塊は光でも影でもなく、ただ外界の情報を圧縮したような不思議な質感を持っていた。
その塊は、世界のどの層にも存在しない“外界の温度”を含んでいた。
温度は熱でも冷たさでもなく、ただ存在の輪郭を強調するような奇妙な感触だった。
リーナはその温度を感じ取り、声を震わせた。
「……カイ……外界の温度……あなたに触れようとしてる……!」
カイは胸の奥を押さえ、震える息を吐いた。
「俺の深層が……外界の温度を受け取ろうとしてる……!」
アークは温度の質を読み取り、静かに言った。
「これは……外界がカイの深層を“入口”として正式に認めた証だ。」
影は淡々と告げた。
「外界入口の確定を確認。」
塊の内部から、ゆっくりと“ひとつの形”が浮かび上がった。
その形は、世界のどの構造にも属さず、ただ外界の方向を示すためだけに存在していた。
形は揺れず、崩れず、ただカイの胸の奥へ向かってまっすぐ伸びた。
その伸び方は、外界がカイに“来い”と告げているような静かな誘導だった。
リーナはその誘導を見て息を呑んだ。
「……カイ……外界が……あなたを呼んでる……!」
カイは胸の奥の熱を押さえながら言った。
「俺が……外界へ行く……?」
アークは静かに告げた。
「外界は……世界の外側にある“未定義領域”。
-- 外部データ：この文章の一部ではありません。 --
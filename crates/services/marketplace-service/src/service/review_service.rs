//! Review service.

use async_trait::async_trait;

use common::{AppError, AppResult, OptionExt};
use domain::{validate_input, NewReview, Review, ReviewChanges};

use crate::repository::Repositories;

#[async_trait]
pub trait ReviewService: Send + Sync {
    /// Record a review between the two parties of a transaction.
    ///
    /// Reviewer and reviewee must differ, and each must be either the
    /// requester or the owner of the reviewed listing.
    async fn create_review(&self, input: NewReview) -> AppResult<Review>;

    async fn get_review(&self, id: i32) -> AppResult<Review>;

    async fn update_review(&self, id: i32, changes: ReviewChanges) -> AppResult<Review>;

    async fn delete_review(&self, id: i32) -> AppResult<()>;
}

pub struct ReviewManager {
    repos: Repositories,
}

impl ReviewManager {
    pub fn new(repos: Repositories) -> Self {
        Self { repos }
    }

    async fn check_parties(&self, input: &NewReview) -> AppResult<()> {
        if input.reviewer_id == input.reviewee_id {
            tracing::warn!(user_id = input.reviewer_id, "Self-review rejected");
            return Err(AppError::business_rule("users cannot review themselves"));
        }

        let transaction = self
            .repos
            .transactions
            .find_by_id(input.transaction_id)
            .await?
            .ok_or_else(|| {
                AppError::constraint(format!(
                    "transaction {} does not exist",
                    input.transaction_id
                ))
            })?;
        let listing = self
            .repos
            .listings
            .find_by_id(transaction.listing_id)
            .await?
            .ok_or_else(|| AppError::internal("transaction references a missing listing"))?;

        let parties = [transaction.requester_id, listing.user_id];
        if !parties.contains(&input.reviewer_id) || !parties.contains(&input.reviewee_id) {
            tracing::warn!(
                transaction_id = transaction.id,
                reviewer_id = input.reviewer_id,
                reviewee_id = input.reviewee_id,
                "Review between non-parties rejected"
            );
            return Err(AppError::business_rule(
                "only the requester and the listing owner can review each other",
            ));
        }

        Ok(())
    }
}

#[async_trait]
impl ReviewService for ReviewManager {
    async fn create_review(&self, input: NewReview) -> AppResult<Review> {
        validate_input(&input)?;
        self.check_parties(&input).await?;
        self.repos.reviews.create(input).await
    }

    async fn get_review(&self, id: i32) -> AppResult<Review> {
        self.repos.reviews.find_by_id(id).await?.ok_or_not_found()
    }

    async fn update_review(&self, id: i32, changes: ReviewChanges) -> AppResult<Review> {
        validate_input(&changes)?;
        self.repos.reviews.update(id, changes).await
    }

    async fn delete_review(&self, id: i32) -> AppResult<()> {
        self.repos.reviews.delete(id).await
    }
}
そこへ踏み込めるのは……カイだけだ。」
影は淡々と告げた。
「外界踏破行動の準備完了。」
塊の形は、ゆっくりとカイの胸へ向かって近づいた。
その距離は、世界の内側と外側が初めて繋がる瞬間のように、重く、長く、緊張を含んでいた。
リーナは震える声で言った。
「カイ……本当に行くの……?」
カイは短く息を吐き、静かに頷いた。
「行くしかない。俺が……外界の呼び水になってる。」
アークは目を閉じ、静かに言った。
「外界との接触は……世界の根本を変える。だが……それを選べるのはカイだけだ。」
影は淡々と告げた。
「外界踏破者の承認を確認。」
塊の形が、カイの胸に触れた。
触れた瞬間、世界核の奥で“新しい方向”が静かに生まれた。
方向は未来でも過去でもなく、ただ外界へ向かうための“最初の一歩”だけを持っていた。
その一歩は、世界の奥に新しい流れを作り、空間全体をゆっくりと押し広げた。
そして、世界は初めて“外界へ進む準備”を整えた。